By JIM ADAMS, Star Tribune
"People have been coming down from all over upstream for years," said Council Member Jeff Weaver, a snowmobiler who came up with the corral idea. "I said why don't we allow them to come on land we own so they are closer to downtown. It gets them off the river, away from the dam, in a safe place to park."
Before the corral was up, snowmobilers left their steely steeds on the ice, scaled the riverbank and walked a few blocks to downtown restaurants or stores. Snowmobiling was illegal in Anoka until last month, when the City Council passed a resolution that permits riding from the river to the corral, said Mayor Phil Rice.
City workers fenced off a 75-yard lane up the riverbank to the reddish-brown slat corral in a vacant area (a future park) by City Hall.
Among snowmobilers who rein in at the 40-foot-by-60-foot corral is Jim Way, who lives on the river upstream in Ramsey. Way, who is Ramsey's police chief, said he likes riding to Anoka for chicken wings on Sundays.
"It's definitely easier now. We don't have to pull each other up the embankment," Way said. "We can ride up the hill."
He said the Anoka County sheriff has jurisdiction on the Rum River, where riders must obey the state's snowmobile speed limit of 50 miles per hour.

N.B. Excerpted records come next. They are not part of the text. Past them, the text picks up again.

//! Key Bindings
//!
//! Maps terminal key events to surface actions. Control mode uses single
//! keys; chat mode sends everything printable to the input buffer.

use crossterm::event::{KeyCode, KeyEvent, KeyModifiers};

use agent_core::TrackSource;

use crate::display::Focus;

/// Something the user asked for
#[derive(Clone, Copy, Debug, PartialEq, Eq)]
pub enum Action {
    /// Start a session
    StartCall,
    /// End the session
    EndCall,
    /// Flip a capture toggle
    Toggle(TrackSource),
    /// Show or hide the transcript
    ToggleTranscript,
    /// Move focus to the chat input
    FocusChat,
    /// Move focus back to the controls
    FocusControls,
    /// Advance the theme preference
    CycleTheme,
    /// Scroll the transcript up by a page
    PageUp,
    /// Scroll the transcript down by a page
    PageDown,
    /// Jump to the newest message
    ScrollToBottom,
    /// Dismiss the newest toast
    DismissAlert,
    /// Append a character to the chat input
    Input(char),
    /// Delete the last character of the chat input
    Backspace,
    /// Send the chat input
    Submit,
    /// Leave the application
    Quit,
}

/// Translate a key press for the given focus
pub fn map_key(key: KeyEvent, focus: Focus) -> Option<Action> {
    if key.code == KeyCode::Char('c') && key.modifiers.contains(KeyModifiers::CONTROL) {
        return Some(Action::Quit);
    }

    match key.code {
        KeyCode::PageUp => return Some(Action::PageUp),
        KeyCode::PageDown => return Some(Action::PageDown),
        KeyCode::End if key.modifiers.contains(KeyModifiers::CONTROL) => {
            return Some(Action::ScrollToBottom)
        }
        _ => {}
    }

    match focus {
        Focus::Chat => match key.code {
            KeyCode::Esc => Some(Action::FocusControls),
            KeyCode::Enter => Some(Action::Submit),
            KeyCode::Backspace => Some(Action::Backspace),
            KeyCode::Char(c) => Some(Action::Input(c)),
            _ => None,
        },
        Focus::Controls => match key.code {
            KeyCode::Enter | KeyCode::Char('s') => Some(Action::StartCall),
            KeyCode::Char('e') => Some(Action::EndCall),
            KeyCode::Char('m') => Some(Action::Toggle(TrackSource::Microphone)),
            KeyCode::Char('c') => Some(Action::Toggle(TrackSource::Camera)),
            KeyCode::Char('x') => Some(Action::Toggle(TrackSource::ScreenShare)),
            KeyCode::Char('t') => Some(Action::ToggleTranscript),
            KeyCode::Char('i') => Some(Action::FocusChat),
            KeyCode::Char('d') => Some(Action::CycleTheme),
            KeyCode::Char('q') => Some(Action::Quit),
            KeyCode::Esc => Some(Action::DismissAlert),
            _ => None,
        },
    }
}
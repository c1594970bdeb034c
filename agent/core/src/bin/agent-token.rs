//! Agent Token
//!
//! Command-line access to the credential path the front-end uses.
//!
//! # Usage
//!
//! ```bash
//! # Print connection details from the configured source
//! agent-token fetch --agent-name support
//!
//! # Check a locally minted token against LIVEKIT_API_SECRET
//! agent-token verify --token eyJhbGciOi...
//!
//! # With verbose logging
//! RUST_LOG=debug agent-token fetch
//! ```
//!
//! # Environment Variables
//!
//! - `AGENT_CONN_DETAILS_ENDPOINT`: Backend issuing connection details
//! - `AGENT_SANDBOX_ID`: Sent as `X-Sandbox-Id` to the endpoint
//! - `LIVEKIT_URL`, `LIVEKIT_API_KEY`, `LIVEKIT_API_SECRET`: Local minting
//! - `AGENT_NAME`: Agent dispatched into the room
//! - `RUST_LOG`: Log level (logs go to stderr)

use anyhow::Context;
use clap::{Parser, Subcommand};
use tracing::info;
use tracing_subscriber::EnvFilter;

use agent_core::config::{AppConfig, EnvSettings};
use agent_core::token::{token_source_from_settings, verify_participant_token, TokenRequest};

#[derive(Debug, Parser)]
#[command(name = "agent-token", version, about = "Fetch or verify voice-agent connection credentials")]
struct Cli {
    #[command(subcommand)]
    command: Command,
}

#[derive(Debug, Subcommand)]
enum Command {
    /// Print connection details as JSON
    Fetch {
        /// Agent to dispatch into the room
        #[arg(long, env = "AGENT_NAME")]
        agent_name: Option<String>,
    },
    /// Validate a locally minted participant token and print its claims
    Verify {
        /// Token to check
        #[arg(long)]
        token: String,
        /// Skip the issuer check against LIVEKIT_API_KEY
        #[arg(long)]
        any_issuer: bool,
    },
}

/// Quiet unless `RUST_LOG` says otherwise
const DEFAULT_LOG_FILTER: &str = "agent_core=warn";

fn log_filter(directives: Option<String>) -> EnvFilter {
    directives
        .and_then(|d| EnvFilter::try_new(d).ok())
        .unwrap_or_else(|| EnvFilter::new(DEFAULT_LOG_FILTER))
}

#[tokio::main]
async fn main() -> anyhow::Result<()> {
    tracing_subscriber::fmt()
        .with_env_filter(log_filter(std::env::var("RUST_LOG").ok()))
        .with_writer(std::io::stderr)
        .with_target(true)
        .init();

    let cli = Cli::parse();
    let settings = EnvSettings::from_env();

    match cli.command {
        Command::Fetch { agent_name } => {
            let config = AppConfig {
                sandbox_id: settings.sandbox_id.clone(),
                ..AppConfig::default()
            };
            let source = token_source_from_settings(&settings, &config)?;
            info!(source = source.name(), "Fetching connection details");

            let details = source
                .fetch(&TokenRequest { agent_name })
                .await
                .map_err(|e| anyhow::anyhow!(e.describe()))?;
            println!("{}", serde_json::to_string_pretty(&details)?);
        }
        Command::Verify { token, any_issuer } => {
            let secret = settings
                .api_secret
                .as_deref()
                .context("LIVEKIT_API_SECRET is not defined")?;
            let issuer = if any_issuer {
                None
            } else {
                settings.api_key.as_deref()
            };

            let claims = verify_participant_token(&token, secret, issuer)
                .map_err(|e| anyhow::anyhow!(e.describe()))?;
            println!("{}", serde_json::to_string_pretty(&claims)?);
        }
    }

    Ok(())
}

#[cfg(test)]
mod tests {
    use super::*;

    #[test]
    fn test_rust_log_replaces_default_filter() {
        assert_eq!(log_filter(None).to_string(), DEFAULT_LOG_FILTER);
        assert_eq!(
            log_filter(Some("agent_core=debug".into())).to_string(),
            "agent_core=debug"
        );
    }
}
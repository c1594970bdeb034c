//! Control Bar Widget
//!
//! One row of key-labelled controls. Hidden controls are skipped entirely;
//! controls that exist but cannot be used right now are drawn dimmed.

use ratatui::buffer::Buffer;
use ratatui::layout::Rect;
use ratatui::style::{Modifier, Style};
use ratatui::widgets::Widget;

use agent_core::controls::{transcript_toggle_label, InputControls, TrackToggle, VisibleControls};
use agent_core::{SessionState, TrackSource};

use crate::theme::{Palette, SUCCESS_GREEN};

/// One drawn control
#[derive(Clone, Debug, PartialEq, Eq)]
pub struct ControlItem {
    /// Key that triggers it
    pub key: &'static str,
    /// Label text
    pub label: String,
    /// Usable right now
    pub enabled: bool,
    /// Currently on
    pub active: bool,
}

/// Control bar
pub struct ControlBar<'a> {
    visible: VisibleControls,
    controls: &'a InputControls,
    session_state: SessionState,
    transcript_open: bool,
    chat_enabled: bool,
    palette: &'a Palette,
}

impl<'a> ControlBar<'a> {
    pub fn new(
        visible: VisibleControls,
        controls: &'a InputControls,
        session_state: SessionState,
        palette: &'a Palette,
    ) -> Self {
        Self {
            visible,
            controls,
            session_state,
            transcript_open: false,
            chat_enabled: false,
            palette,
        }
    }

    pub fn transcript_open(mut self, open: bool) -> Self {
        self.transcript_open = open;
        self
    }

    pub fn chat_enabled(mut self, enabled: bool) -> Self {
        self.chat_enabled = enabled;
        self
    }

    fn toggle_item(&self, key: &'static str, toggle: &TrackToggle) -> ControlItem {
        let name = match toggle.source {
            TrackSource::Microphone => "MIC",
            TrackSource::Camera => "CAMERA",
            TrackSource::ScreenShare => "SCREEN",
        };
        let state = if toggle.pending {
            "..."
        } else if toggle.enabled {
            "ON"
        } else {
            "OFF"
        };
        ControlItem {
            key,
            label: format!("{name} {state}"),
            enabled: self.session_state == SessionState::Connected && !toggle.pending,
            active: toggle.enabled,
        }
    }

    /// Controls in display order
    pub fn items(&self) -> Vec<ControlItem> {
        let mut items = Vec::new();
        let toggles = [
            ("m", &self.controls.microphone),
            ("c", &self.controls.camera),
            ("x", &self.controls.screen_share),
        ];
        for (key, toggle) in toggles {
            if self.visible.shows(toggle.source) {
                items.push(self.toggle_item(key, toggle));
            }
        }
        if self.visible.chat {
            items.push(ControlItem {
                key: "i",
                label: "CHAT".to_string(),
                enabled: self.chat_enabled,
                active: false,
            });
        }
        items.push(ControlItem {
            key: "t",
            label: transcript_toggle_label(self.transcript_open).to_string(),
            enabled: true,
            active: self.transcript_open,
        });
        if self.visible.leave {
            items.push(ControlItem {
                key: "e",
                label: "END CALL".to_string(),
                enabled: self.session_state.is_active(),
                active: false,
            });
        }
        items
    }
}

impl Widget for ControlBar<'_> {
    fn render(self, area: Rect, buf: &mut Buffer) {
        if area.height == 0 {
            return;
        }
        let mut x = area.x + 1;
        let right = area.x + area.width;
        for item in self.items() {
            let style = if !item.enabled {
                self.palette.dim()
            } else if item.active {
                Style::default()
                    .fg(SUCCESS_GREEN)
                    .bg(self.palette.background)
                    .add_modifier(Modifier::BOLD)
            } else {
                self.palette.base()
            };
            let text = format!("[{}] {}", item.key, item.label);
            if x >= right {
                break;
            }
            let (end, _) = buf.set_stringn(x, area.y, &text, (right - x) as usize, style);
            x = end + 2;
        }
    }
}

#[cfg(test)]
mod tests {
    use super::*;
    use agent_core::{AppConfig, ThemeClass};
    use pretty_assertions::assert_eq;

    fn all_visible() -> VisibleControls {
        VisibleControls {
            leave: true,
            microphone: true,
            camera: true,
            screen_share: true,
            chat: true,
        }
    }

    #[test]
    fn test_items_follow_visibility() {
        let palette = Palette::new(ThemeClass::Dark, &AppConfig::default());
        let controls = InputControls::default();
        let visible = VisibleControls {
            camera: false,
            screen_share: false,
            ..all_visible()
        };

        let keys: Vec<_> = ControlBar::new(visible, &controls, SessionState::Connected, &palette)
            .items()
            .into_iter()
            .map(|i| i.key)
            .collect();
        assert_eq!(keys, vec!["m", "i", "t", "e"]);
    }

    #[test]
    fn test_toggle_labels_and_enablement() {
        let palette = Palette::new(ThemeClass::Dark, &AppConfig::default());
        let mut controls = InputControls::default();
        controls.microphone.enabled = true;
        controls.camera.pending = true;

        let items = ControlBar::new(all_visible(), &controls, SessionState::Connected, &palette)
            .transcript_open(true)
            .items();
        assert_eq!(items[0].label, "MIC ON");
        assert!(items[0].enabled);
        assert_eq!(items[1].label, "CAMERA ...");
        assert!(!items[1].enabled);
        assert_eq!(items[2].label, "SCREEN OFF");
        assert!(!items[3].enabled, "chat disabled without an agent");
        assert_eq!(items[4].label, "HIDE TRANSCRIPT");
    }

    #[test]
    fn test_end_call_disabled_when_inactive() {
        let palette = Palette::new(ThemeClass::Light, &AppConfig::default());
        let controls = InputControls::default();
        let items =
            ControlBar::new(all_visible(), &controls, SessionState::Disconnecting, &palette).items();
        let end = items.last().map(|i| (i.key, i.enabled));
        assert_eq!(end, Some(("e", false)));
        assert!(items.iter().take(3).all(|i| !i.enabled));
    }
}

The Rum River meanders from the Mississippi River, below downtown Anoka, about 150 miles north to Lake Mille Lacs. Weaver said he's heard some people have snowmobiled that far.
Since the corral opened before Christmas, people have seen from three to 15 sleds tethered in the enclosure, usually on weekends, Rice and Weaver said.
"People want to come here, so let's open the doors and say come on down," Weaver said. "It's the shortest, friendliest trail in state of Minnesota."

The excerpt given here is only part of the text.